[gpfsug-discuss] Preferred NSD

Tue Mar 13 14:16:30 GMT 2018

On Tue, Mar 13, 2018 at 10:37:43AM +0000, John Hearns wrote:
> Lukas,
> It looks like you are proposing a setup which uses your compute servers as storage servers also?

yes, exactly. I would like to utilise NVMe SSDs that are in every compute
servers.. Using them as a shared scratch area with GPFS is one of the options.

> 
>   *   I'm thinking about the following setup:
> ~ 60 nodes, each with two enterprise NVMe SSDs, FDR IB interconnected
> 
> There is nothing wrong with this concept, for instance see
> https://www.beegfs.io/wiki/BeeOND
> 
> I have an NVMe filesystem which uses 60 drives, but there are 10 servers.
> You should look at "failure zones" also.

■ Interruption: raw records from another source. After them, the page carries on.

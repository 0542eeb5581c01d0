use std::sync::Arc;
use tracing::{error, info, warn};

use crate::auth::dto::{AuthResult, LoginRequest, RegisterRequest, MAX_PASSWORD_BYTES};
use crate::auth::password::PasswordHasher;
use crate::auth::token::TokenIssuer;
use crate::db::models::{NewUserAccount, UserView};
use crate::db::store::UserStore;
use crate::error::{AuthError, DatabaseError, TokenError};

/// Registration, login and token refresh.
///
/// Holds no mutable state of its own; any number of calls may run
/// concurrently against the same instance.
#[derive(Clone)]
pub struct AuthService {
    users: Arc<dyn UserStore>,
    hasher: Arc<dyn PasswordHasher>,
    tokens: Arc<dyn TokenIssuer>,
}

impl AuthService {
    pub fn new(
        users: Arc<dyn UserStore>,
        hasher: Arc<dyn PasswordHasher>,
        tokens: Arc<dyn TokenIssuer>,
    ) -> Self {
        Self { users, hasher, tokens }
    }

    pub async fn register(&self, req: RegisterRequest) -> Result<AuthResult, AuthError> {
        req.validate()?;
        info!("Registering account for email: {}", req.email);

        // Fast path only. The insert below is what actually enforces uniqueness.
        if self.users.find_by_email(&req.email).await.map_err(store_failure)?.is_some() {
            warn!("Registration rejected, account exists: {}", req.email);
            return Err(AuthError::AccountExists);
        }

        let password_hash = self.hasher.hash(&req.password).await.map_err(|e| {
            error!("Password hashing failed: {}", e);
            AuthError::Internal
        })?;

        let account = self
            .users
            .insert_unique(NewUserAccount {
                email: req.email,
                password_hash,
                name: req.name,
            })
            .await
            .map_err(|e| match e {
                DatabaseError::Duplicate => {
                    warn!("Registration lost insert race for an existing email");
                    AuthError::AccountExists
                }
                other => store_failure(other),
            })?;

        info!("Registered account {} for email: {}", account.id, account.email);
        self.issue(account.view()).await
    }

    pub async fn login(&self, req: LoginRequest) -> Result<AuthResult, AuthError> {
        req.validate()?;
        info!("Login attempt for email: {}", req.email);

        // bcrypt only sees the first 72 bytes; longer input could match a shorter password.
        if req.password.len() > MAX_PASSWORD_BYTES {
            warn!("Login failed for email: {}", req.email);
            return Err(AuthError::InvalidCredentials);
        }

        let account = match self.users.find_by_email(&req.email).await.map_err(store_failure)? {
            Some(account) => account,
            None => {
                warn!("Login failed for email: {}", req.email);
                return Err(AuthError::InvalidCredentials);
            }
        };

        let matches = self
            .hasher
            .verify(&req.password, &account.password_hash)
            .await
            .map_err(|e| {
                error!("Password verification failed for account {}: {}", account.id, e);
                AuthError::Internal
            })?;

        if !matches {
            warn!("Login failed for email: {}", req.email);
            return Err(AuthError::InvalidCredentials);
        }

        info!("Login successful for account {}", account.id);
        self.issue(account.view()).await
    }

    /// Re-issues a token for the claims embedded in `token`.
    ///
    /// The claims are trusted as-is; the store is not consulted, so an account
    /// changed after issuance keeps its old claims until the token lapses.
    pub async fn refresh(&self, token: &str) -> Result<AuthResult, AuthError> {
        let user = self.tokens.verify(token).await.map_err(|e| {
            warn!("Refresh rejected: {}", e);
            AuthError::InvalidToken
        })?;

        info!("Refreshing token for account {}", user.id);
        self.issue(user).await
    }

    async fn issue(&self, user: UserView) -> Result<AuthResult, AuthError> {
        let token = self.tokens.sign(&user).await.map_err(|e: TokenError| {
            error!("Token signing failed for account {}: {}", user.id, e);
            AuthError::Internal
        })?;

        Ok(AuthResult { user, token })
    }
}

fn store_failure(err: DatabaseError) -> AuthError {
    error!("User store failure: {}", err);
    AuthError::Internal
}
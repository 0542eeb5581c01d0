//! Authentication module for the credential service
//!
//! This module handles account registration, password verification,
//! and session token issuance and refresh.

pub mod dto;
pub mod handlers;
pub mod password;
pub mod service;
pub mod token;

pub use dto::{AuthResult, LoginRequest, RefreshRequest, RegisterRequest};
pub use password::{BcryptHasher, PasswordHasher};
pub use service::AuthService;
pub use token::{Claims, JwtIssuer, TokenIssuer};
use actix_web::{test, web, App};
use chrono::DateTime;

#[actix_web::test]
async fn test_health_check() {
    let app = test::init_service(
        App::new().route("/health", web::get().to(auth_service::health_check)),
    )
    .await;

    let req = test::TestRequest::get().uri("/health").to_request();
    let resp = test::call_service(&app, req).await;

    assert!(resp.status().is_success());

    let body = test::read_body(resp).await;
    let json: serde_json::Value = serde_json::from_slice(&body).unwrap();

    assert_eq!(json["status"], "healthy");
    assert!(DateTime::parse_from_rfc3339(
        json["timestamp"].as_str().unwrap()
    ).is_ok());
}
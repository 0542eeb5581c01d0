//! Shared fixtures for integration tests

#![allow(dead_code)]

use async_trait::async_trait;
use auth_service::db::NewUserAccount;
use auth_service::error::DatabaseError;
use auth_service::{AuthService, BcryptHasher, JwtIssuer, UserAccount, UserStore};
use chrono::Utc;
use std::collections::HashMap;
use std::sync::Arc;
use tokio::sync::RwLock;
use uuid::Uuid;

pub const TEST_SECRET: &str = "integration_test_secret";

/// In-memory user store. The write lock makes check-and-insert a single step.
#[derive(Default, Clone)]
pub struct MemoryUserStore {
    users: Arc<RwLock<HashMap<String, UserAccount>>>,
}

impl MemoryUserStore {
    pub fn new() -> Self {
        Self::default()
    }

    pub async fn len(&self) -> usize {
        self.users.read().await.len()
    }

    pub async fn remove(&self, email: &str) -> Option<UserAccount> {
        self.users.write().await.remove(email)
    }
}

#[async_trait]
impl UserStore for MemoryUserStore {
    async fn find_by_email(&self, email: &str) -> Result<Option<UserAccount>, DatabaseError> {
        Ok(self.users.read().await.get(email).cloned())
    }

    async fn insert_unique(&self, user: NewUserAccount) -> Result<UserAccount, DatabaseError> {
        let mut users = self.users.write().await;
        if users.contains_key(&user.email) {
            return Err(DatabaseError::Duplicate);
        }

        let account = UserAccount {
            id: Uuid::new_v4(),
            email: user.email,
            password_hash: user.password_hash,
            name: user.name,
            created_at: Utc::now(),
        };
        users.insert(account.email.clone(), account.clone());
        Ok(account)
    }
}

pub fn issuer() -> JwtIssuer {
    JwtIssuer::new(TEST_SECRET, chrono::Duration::hours(2))
}

pub fn service_with(store: MemoryUserStore) -> AuthService {
    AuthService::new(
        Arc::new(store),
        Arc::new(BcryptHasher::new(4).expect("valid cost")),
        Arc::new(issuer()),
    )
}
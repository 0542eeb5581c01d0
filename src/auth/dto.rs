//! Request and response shapes for the three credential operations.

use serde::{Deserialize, Serialize};
use std::fmt;

use crate::db::models::UserView;
use crate::error::AuthError;

/// bcrypt ignores input past this many bytes.
pub const MAX_PASSWORD_BYTES: usize = 72;

#[derive(Clone, Deserialize)]
pub struct RegisterRequest {
    pub email: String,
    pub password: String,
    pub name: String,
}

#[derive(Clone, Deserialize)]
pub struct LoginRequest {
    pub email: String,
    pub password: String,
}

#[derive(Debug, Clone, Deserialize)]
pub struct RefreshRequest {
    pub token: String,
}

#[derive(Debug, Clone, PartialEq, Eq, Serialize, Deserialize)]
pub struct AuthResult {
    pub user: UserView,
    pub token: String,
}

impl RegisterRequest {
    pub fn validate(&self) -> Result<(), AuthError> {
        validate_email(&self.email)?;
        if self.password.is_empty() {
            return Err(AuthError::Validation("password must not be empty".into()));
        }
        if self.password.len() > MAX_PASSWORD_BYTES {
            return Err(AuthError::Validation(format!(
                "password must be at most {} bytes",
                MAX_PASSWORD_BYTES
            )));
        }
        if self.name.trim().is_empty() {
            return Err(AuthError::Validation("name must not be empty".into()));
        }
        Ok(())
    }
}

impl LoginRequest {
    pub fn validate(&self) -> Result<(), AuthError> {
        validate_email(&self.email)?;
        if self.password.is_empty() {
            return Err(AuthError::Validation("password must not be empty".into()));
        }
        Ok(())
    }
}

fn validate_email(email: &str) -> Result<(), AuthError> {
    let invalid = || AuthError::Validation("email is not a valid address".into());

    if email.is_empty() || email.chars().any(char::is_whitespace) {
        return Err(invalid());
    }
    let (local, domain) = email.split_once('@').ok_or_else(invalid)?;
    if local.is_empty() || domain.contains('@') {
        return Err(invalid());
    }
    let labels: Vec<&str> = domain.split('.').collect();
    if labels.len() < 2 || labels.iter().any(|label| label.is_empty()) {
        return Err(invalid());
    }
    Ok(())
}

impl fmt::Debug for RegisterRequest {
    fn fmt(&self, f: &mut fmt::Formatter<'_>) -> fmt::Result {
        f.debug_struct("RegisterRequest")
            .field("email", &self.email)
            .field("password", &"<redacted>")
            .field("name", &self.name)
            .finish()
    }
}

impl fmt::Debug for LoginRequest {
    fn fmt(&self, f: &mut fmt::Formatter<'_>) -> fmt::Result {
        f.debug_struct("LoginRequest")
            .field("email", &self.email)
            .field("password", &"<redacted>")
            .finish()
    }
}
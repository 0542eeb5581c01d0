//! Database module for the credential service
//!
//! This module holds the persistent user record, the `UserStore`
//! collaborator interface, and its PostgreSQL implementation.

pub mod models;
pub mod postgres;
pub mod store;

pub use models::{NewUserAccount, UserAccount, UserView};
pub use postgres::PgUserStore;
pub use store::UserStore;
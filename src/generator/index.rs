//! Blog index page.

use super::write_output;
use crate::{
    config::SiteConfig,
    log,
    post::Post,
    template::{Template, Vars},
    utils::html::{escape, escape_attr},
};
use anyhow::Result;

/// Blog index template file name.
pub const INDEX_TEMPLATE: &str = "blog-index.html";

/// Shown when there is nothing to list.
const EMPTY_ITEM: &str = r#"<div class="list-item">
  <span class="meta">No posts yet</span>
  <strong>Coming soon</strong>
  <span>New writing will appear here.</span>
</div>"#;

/// Write `<output>/blog/index.html`. Skipped with a warning when the
/// template is missing.
pub fn build_blog_index(config: &SiteConfig, posts: &[Post]) -> Result<()> {
    let Some(template) = Template::load_optional(&config.build.template(INDEX_TEMPLATE))? else {
        log!("warning"; "{} template not found, skipping blog index", INDEX_TEMPLATE);
        return Ok(());
    };

    let page = render_index(&template, posts);
    let path = config.blog_dir().join("index.html");
    write_output(&path, page)?;

    log!("index"; "blog/index.html");
    Ok(())
}

/// Fill `{{items}}` with one entry per post.
pub fn render_index(template: &Template, posts: &[Post]) -> String {
    let items = if posts.is_empty() {
        EMPTY_ITEM.to_string()
    } else {
        posts.iter().map(render_item).collect::<Vec<_>>().join("\n")
    };
    template.render(&Vars::new().with("items", items))
}

fn render_item(post: &Post) -> String {
    let mut item = String::from("<div class=\"list-item\">\n");
    if !post.date.is_empty() {
        item.push_str(&format!("  <span class=\"meta\">{}</span>\n", escape(&post.date)));
    }
    item.push_str(&format!(
        "  <strong><a href=\"./{}/\">{}</a></strong>\n",
        escape_attr(&post.url_slug()),
        escape(&post.title)
    ));
    if !post.description.is_empty() {
        item.push_str(&format!("  <span>{}</span>\n", escape(&post.description)));
    }
    item.push_str("</div>");
    item
}

#[cfg(test)]
mod tests {
    use super::*;
    use crate::config::test_config;
    use std::{fs, time::SystemTime};

    fn post(slug: &str, raw: &str) -> Post {
        Post::from_source(slug, raw, SystemTime::UNIX_EPOCH, 0)
            .unwrap()
            .0
    }

    #[test]
    fn test_render_item_full() {
        let html = render_item(&post(
            "hello",
            "---\ntitle: Hello & bye\ndate: 2024-01-01\ndescription: About <things>\n---\n",
        ));
        assert!(html.contains("<span class=\"meta\">2024-01-01</span>"));
        assert!(html.contains("<a href=\"./hello/\">Hello &amp; bye</a>"));
        assert!(html.contains("<span>About &lt;things&gt;</span>"));
    }

    #[test]
    fn test_render_item_minimal() {
        let html = render_item(&post("bare", "text"));
        assert!(!html.contains("class=\"meta\""));
        assert!(html.contains("<a href=\"./bare/\">bare</a>"));
        assert_eq!(html.matches("<span>").count(), 0);
    }

    #[test]
    fn test_render_item_encodes_href() {
        let html = render_item(&post("two words", "x"));
        assert!(html.contains("<a href=\"./two%20words/\">two words</a>"));
    }

    #[test]
    fn test_render_index_empty() {
        let html = render_index(&Template::new("<ul>{{items}}</ul>"), &[]);
        assert!(html.contains("No posts yet"));
        assert!(html.contains("Coming soon"));
    }

    #[test]
    fn test_render_index_keeps_order() {
        let posts = [post("b", "x"), post("a", "x")];
        let html = render_index(&Template::new("{{items}}"), &posts);
        assert!(html.find("./b/").unwrap() < html.find("./a/").unwrap());
    }

    #[test]
    fn test_build_blog_index_without_template() {
        let dir = tempfile::tempdir().unwrap();
        let config = test_config(dir.path());
        build_blog_index(&config, &[]).unwrap();
        assert!(!config.blog_dir().join("index.html").exists());
    }

    #[test]
    fn test_build_blog_index_writes_file() {
        let dir = tempfile::tempdir().unwrap();
        let config = test_config(dir.path());
        let template = config.build.template(INDEX_TEMPLATE);
        fs::create_dir_all(template.parent().unwrap()).unwrap();
        fs::write(&template, "<main>{{items}}</main>").unwrap();

        build_blog_index(&config, &[post("only", "x")]).unwrap();
        let html = fs::read_to_string(config.blog_dir().join("index.html")).unwrap();
        assert!(html.starts_with("<main><div class=\"list-item\">"));
    }
}
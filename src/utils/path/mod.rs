//! Path utilities.
//!
//! - [`fs`]: Filesystem path normalization and relative prefixes
//!   (`normalize_path`, `relative_path`, `root_prefix`)

pub mod fs;

pub use fs::{normalize_path, relative_path, root_prefix};
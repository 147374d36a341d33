//! `[publications]` configuration.

use crate::config::ConfigDiagnostics;
use serde::{Deserialize, Serialize};
use std::path::{Path, PathBuf};

/// DBLP export and publication page settings.
#[derive(Debug, Clone, Serialize, Deserialize)]
#[serde(default)]
pub struct PublicationsSection {
    /// DBLP person XML export.
    pub source: PathBuf,

    /// Record kinds to list (DBLP element names).
    pub kinds: Vec<String>,

    /// Records whose booktitle contains any of these (case-insensitive) are dropped.
    pub exclude_venues: Vec<String>,

    pub bibtex: BibtexConfig,
}

impl Default for PublicationsSection {
    fn default() -> Self {
        Self {
            source: "publications.xml".into(),
            kinds: vec!["inproceedings".into()],
            exclude_venues: vec!["repl4nlp".into()],
            bibtex: BibtexConfig::default(),
        }
    }
}

/// BibTeX file synthesised from the listed publications.
#[derive(Debug, Clone, Serialize, Deserialize)]
#[serde(default)]
pub struct BibtexConfig {
    pub enable: bool,
    /// Path relative to the output root.
    pub path: PathBuf,
}

impl Default for BibtexConfig {
    fn default() -> Self {
        Self {
            enable: true,
            path: "publications/publications.bib".into(),
        }
    }
}

impl PublicationsSection {
    pub fn normalize(&mut self, root: &Path) {
        if self.source.is_relative() {
            self.source = root.join(&self.source);
        }
    }

    pub fn validate(&self, diag: &mut ConfigDiagnostics) {
        if self.kinds.is_empty() {
            diag.error_with_hint(
                "publications.kinds",
                "no record kinds selected",
                "e.g. kinds = [\"inproceedings\", \"article\"]",
            );
        }
        if self.bibtex.path.as_os_str().is_empty() || self.bibtex.path.is_absolute() {
            diag.error(
                "publications.bibtex.path",
                format!("`{}` is not a relative file path", self.bibtex.path.display()),
            );
        }
    }

    /// Lower-cased venue filters, empty entries removed.
    pub fn excluded_venues(&self) -> Vec<String> {
        self.exclude_venues
            .iter()
            .map(|v| v.trim().to_lowercase())
            .filter(|v| !v.is_empty())
            .collect()
    }
}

you still need the storage servers and local SSDs to use only for caching, do
I understand correctly?

> 
> From: gpfsug-discuss-bounces at spectrumscale.org [mailto:gpfsug-discuss-bounces at spectrumscale.org] On Behalf Of Knister, Aaron S. (GSFC-606.2)[COMPUTER SCIENCE CORP]
> Sent: Monday, March 12, 2018 4:14 PM
> To: gpfsug main discussion list <gpfsug-discuss at spectrumscale.org>
> Subject: Re: [gpfsug-discuss] Preferred NSD
> 
> Hi Lukas,
> 
> Check out FPO mode. That mimics Hadoop's data placement features. You can have up to 3 replicas both data and metadata but still the downside, though, as you say is the wrong node failures will take your cluster down.
> 
> You might want to check out something like Excelero's NVMesh (note: not an endorsement since I can't give such things) which can create logical volumes across all your NVMe drives. The product has erasure coding on their roadmap. I'm not sure if they've released that feature yet but in theory it will give better fault tolerance *and* you'll get more efficient usage of your SSDs.
> 
> I'm sure there are other ways to skin this cat too.
> 
> -Aaron
> 
> 
> 
> On March 12, 2018 at 10:59:35 EDT, Lukas Hejtmanek <xhejtman at ics.muni.cz<mailto:xhejtman at ics.muni.cz>> wrote:
> Hello,
> 
> I'm thinking about the following setup:
> ~ 60 nodes, each with two enterprise NVMe SSDs, FDR IB interconnected
> 
> I would like to setup shared scratch area using GPFS and those NVMe SSDs. Each
> SSDs as on NSD.
> 
> I don't think like 5 or more data/metadata replicas are practical here. On the
> other hand, multiple node failures is something really expected.
> 
> Is there a way to instrument that local NSD is strongly preferred to store
> data? I.e. node failure most probably does not result in unavailable data for
> the other nodes?
> 
> Or is there any other recommendation/solution to build shared scratch with
> GPFS in such setup? (Do not do it including.)
> 
> --
> Lukáš Hejtmánek
> _______________________________________________
> gpfsug-discuss mailing list
> gpfsug-discuss at spectrumscale.org
> http://gpfsug.org/mailman/listinfo/gpfsug-discuss
> -- The information contained in this communication and any attachments is confidential and may be privileged, and is for the sole use of the intended recipient(s). Any unauthorized review, use, disclosure or distribution is prohibited. Unless explicitly stated otherwise in the body of this communication or the attachment thereto (if any), the information is provided on an AS-IS basis without any express or implied warranties or liabilities. To the extent you are relying on this information, you are doing so at your own risk. If you are not the intended recipient, please notify the sender immediately by replying to this message and destroy all copies of this message and any attachments. Neither the sender nor the company/group of companies he or she represents shall be liable for the proper and complete transmission of the information contained in this communication, or for any delay in its receipt.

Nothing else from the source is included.